World Leaders Meet, Talk
Two meetings of world leaders are in the news this week – President Biden’s Asia trip, including the G20 meeting in India, and North Korea’s Kim Jung Un meeting with Russia’s Vladimir Putin in Vladivostok. These are both consequential meetings, but I’m going to write only about the substantive meetings that President Biden had with world leaders in India and during the other stops on his tour.
This is what Politico had to say about President Biden’s trip:
President Joe Biden’s trip to Asia had its share of successes. But the way he achieved those wins re-raised the criticism that Biden sidelines human rights in pursuit of strategic interests.
Realpolitik was on full display in the Indian and Vietnamese capitals. Washington’s ties to New Delhi and Hanoi are tighter now than before the president traveled to the region. A G20 joint statement, referring to the Ukraine-Russia war, said all nations should respect the “territorial integrity and sovereignty” of other countries — though the Kremlin-approved declaration didn’t blame Moscow for starting the conflict. A new “economic corridor” could further connect India through the Middle East and into Europe. Movement also was made toward reforming multilateral institutions that serve developing countries and curbing climate change.
But Biden irked human rights advocates, and prompted questions from reporters, by how he got all that done.
Biden met and backslapped with Indian Prime Minister Narendra Modi, the G20 host who has overseen his nation’s slide away from democracy. Ahead of the gathering, Indian authorities bulldozed New Delhi slums for optical purposes. Asked by NatSec Daily whether Biden brought that up with Modi during their one-on-one chat Friday, deputy national security adviser Jon Finer didn’t directly say “yes.”
“The broad category of issue that that falls into — democratic governance and its state in the United States and in India — was very much on the agenda,” he responded.
Then at the G20, Biden and Saudi Crown Prince Mohammed Bin Salman shook hands following the announcement of the “economic corridor” involving Saudi Arabia. Pictures show a beaming Modi placing his hands atop MBS’ and Biden’s pressed palms.
Biden continued his journey in Hanoi for an official upgrade in the U.S.-Vietnam relationship. The two countries have moved closer to one another for years, and the bonhomie has grown following Beijing’s regional aggressions and Vietnam’s desire to court American business fleeing China. But there was no public rebuke of Vietnam’s human rights abuses by the president or anyone in his entourage.
The president and his team often say that prioritizing human rights doesn’t mean cutting off ties to abusive actors. The best thing to do, they insist, is to get out on the road, engage those governments and raise the issue while still getting stuff done.

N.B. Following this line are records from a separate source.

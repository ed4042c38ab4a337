//! Embedding control surface
//!
//! A thin API for host applications: initialize a state directory, start or
//! stop the proxy with new settings, and manage rules — all as plain calls
//! over strings and primitives. The running server is an owned, swappable
//! handle: the old server is stopped to completion before a new one binds,
//! so two servers never hold the same port.

use std::path::{Path, PathBuf};
use std::sync::Arc;

use tokio::sync::Mutex;
use tracing::info;

use crate::config::Settings;
use crate::proxy::{ProxyHandle, ProxyServer};
use crate::rules::{Mode, RuleTable};

const RULES_FILE: &str = "rules";
const SETTINGS_FILE: &str = "settings.toml";

/// Host-embedding entry point.
pub struct Control {
    data_dir: PathBuf,
    rules: Arc<RuleTable>,
    server: Mutex<Option<ProxyHandle>>,
}

impl Control {
    /// Create the state directory and load any existing rule file.
    pub fn init(data_dir: impl Into<PathBuf>) -> crate::Result<Self> {
        let data_dir = data_dir.into();
        std::fs::create_dir_all(&data_dir)?;

        let rules = Arc::new(RuleTable::new(Mode::Rule));
        let rules_path = data_dir.join(RULES_FILE);
        if rules_path.exists() {
            let count = rules.load(&rules_path)?;
            info!("loaded {count} rules");
        }

        Ok(Self {
            data_dir,
            rules,
            server: Mutex::new(None),
        })
    }

    fn rules_path(&self) -> PathBuf {
        self.data_dir.join(RULES_FILE)
    }

    /// Path of the persisted settings file.
    pub fn settings_path(&self) -> PathBuf {
        self.data_dir.join(SETTINGS_FILE)
    }

    pub fn settings_exist(&self) -> bool {
        Settings::exists(&self.settings_path())
    }

    /// Read the persisted settings.
    pub fn settings(&self) -> crate::Result<Settings> {
        Ok(Settings::load(&self.settings_path())?)
    }

    /// Start (or restart) the proxy from the persisted settings.
    pub async fn start(&self) -> crate::Result<()> {
        let settings = self.settings()?;
        self.restart(settings).await
    }

    /// Persist new settings, then restart the proxy with them.
    pub async fn apply(&self, settings: Settings) -> crate::Result<()> {
        settings.save(&self.settings_path())?;
        self.restart(settings).await
    }

    /// Stop the running proxy, if any.
    pub async fn stop(&self) {
        if let Some(handle) = self.server.lock().await.take() {
            handle.stop().await;
        }
    }

    async fn restart(&self, settings: Settings) -> crate::Result<()> {
        let mut server = self.server.lock().await;
        if let Some(handle) = server.take() {
            handle.stop().await;
        }
        let bound = ProxyServer::bind(&settings, Arc::clone(&self.rules)).await?;
        *server = Some(bound.start());
        Ok(())
    }

    /// Add a rule and persist the table. The in-memory table keeps the rule
    /// even when persisting fails; the error is surfaced to the caller.
    pub fn add_rule(&self, text: &str) -> crate::Result<()> {
        self.rules.add(text)?;
        self.rules.persist(&self.rules_path())?;
        Ok(())
    }

    /// Delete a rule and persist the table.
    pub fn delete_rule(&self, text: &str) -> crate::Result<()> {
        self.rules.delete(text);
        self.rules.persist(&self.rules_path())?;
        Ok(())
    }

    /// All rules in text form, sorted by domain.
    pub fn list_rules(&self) -> Vec<String> {
        self.rules.sorted()
    }

    /// Change the global routing mode.
    pub fn set_mode(&self, mode: Mode) {
        self.rules.set_mode(mode);
    }

    /// The shared rule table.
    pub fn rules(&self) -> &Arc<RuleTable> {
        &self.rules
    }
}

impl Control {
    /// The state directory this instance was initialized with.
    pub fn data_dir(&self) -> &Path {
        &self.data_dir
    }
}

#[cfg(test)]
mod tests {
    use super::*;

    fn temp_control(tag: &str) -> (Control, PathBuf) {
        let dir = std::env::temp_dir().join(format!("detour-control-{tag}-{}", std::process::id()));
        std::fs::remove_dir_all(&dir).ok();
        (Control::init(&dir).unwrap(), dir)
    }

    #[test]
    fn test_rules_persist_through_reinit() {
        let (control, dir) = temp_control("reinit");
        control.add_rule("~example.com").unwrap();
        control.add_rule("!ads.example.net").unwrap();
        control.delete_rule("!ads.example.net").unwrap();

        let reopened = Control::init(&dir).unwrap();
        assert_eq!(reopened.list_rules(), vec!["~example.com"]);

        std::fs::remove_dir_all(&dir).ok();
    }

    #[tokio::test]
    async fn test_apply_persists_settings_and_swaps_server() {
        let (control, dir) = temp_control("apply");
        let settings = Settings {
            remote: "http://127.0.0.1:9".to_string(),
            passkey: "passkey".to_string(),
            port: 0,
        };

        control.apply(settings.clone()).await.unwrap();
        assert!(control.settings_exist());
        assert_eq!(control.settings().unwrap(), settings);

        // replacing the server stops the old one first
        control.apply(settings).await.unwrap();
        control.stop().await;

        std::fs::remove_dir_all(&dir).ok();
    }
}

It’s a play Biden has run in trying to mediate conflict in the Middle East and to rebuild partnerships with countries he once labeled global “pariahs.”
And this weekend Biden repeated often that he — in private — discussed America’s human rights concerns with Modi and Vietnamese leaders.
But advocates wanted Biden to state — out loud — that closer relations with the U.S. were dependent on improved human rights conditions. That didn’t happen, and instead both India and Vietnam got what they wanted from the U.S. at minimal cost.
“International alliances, while pivotal, should not sideline human rights for the sake of realpolitik,” said Nancy Okail, president and CEO of the progressive Center for International Policy. Biden’s trip delivered “a worrying and costly message: that American interests eclipse the fundamental rights of individuals elsewhere.”
Nguyen Phu Trong, the general secretary of Vietnam’s Communist Party, certainly didn’t seem deterred by Biden’s warnings. During a joint news conference on Sunday, Nguyen emphasized the importance of “non-interference in domestic affairs.”
The president in his retort said he’ll further raise his concerns in “candid dialogue.”
You may not have seen much about Biden’s trip on your news programs or on your news feed. If you saw anything at all, it was probably a 30-second clip of Biden speaking extemporaneously (and not well) at a press event at the end of a day of travel and meetings. Biden did a fair amount of Biden-ing at this conference, and if you take it out of the context of the entire day’s worth of meetings (and the entire five-day trip of meetings and events), it unfortunately feeds the “Biden’s too old” messaging that is driving ratings in all corners of the current polarized media environment. We should not be misled by this. In a podcast I also listened to this week, this is how they phrased this issue: We need to acknowledge that both President Biden and former President [#P01135809] are old: Biden is 80 and #P01135809 is 77. The difference is that Biden is old and sane and #P01135809 is old and batshit crazy. The choice is clear.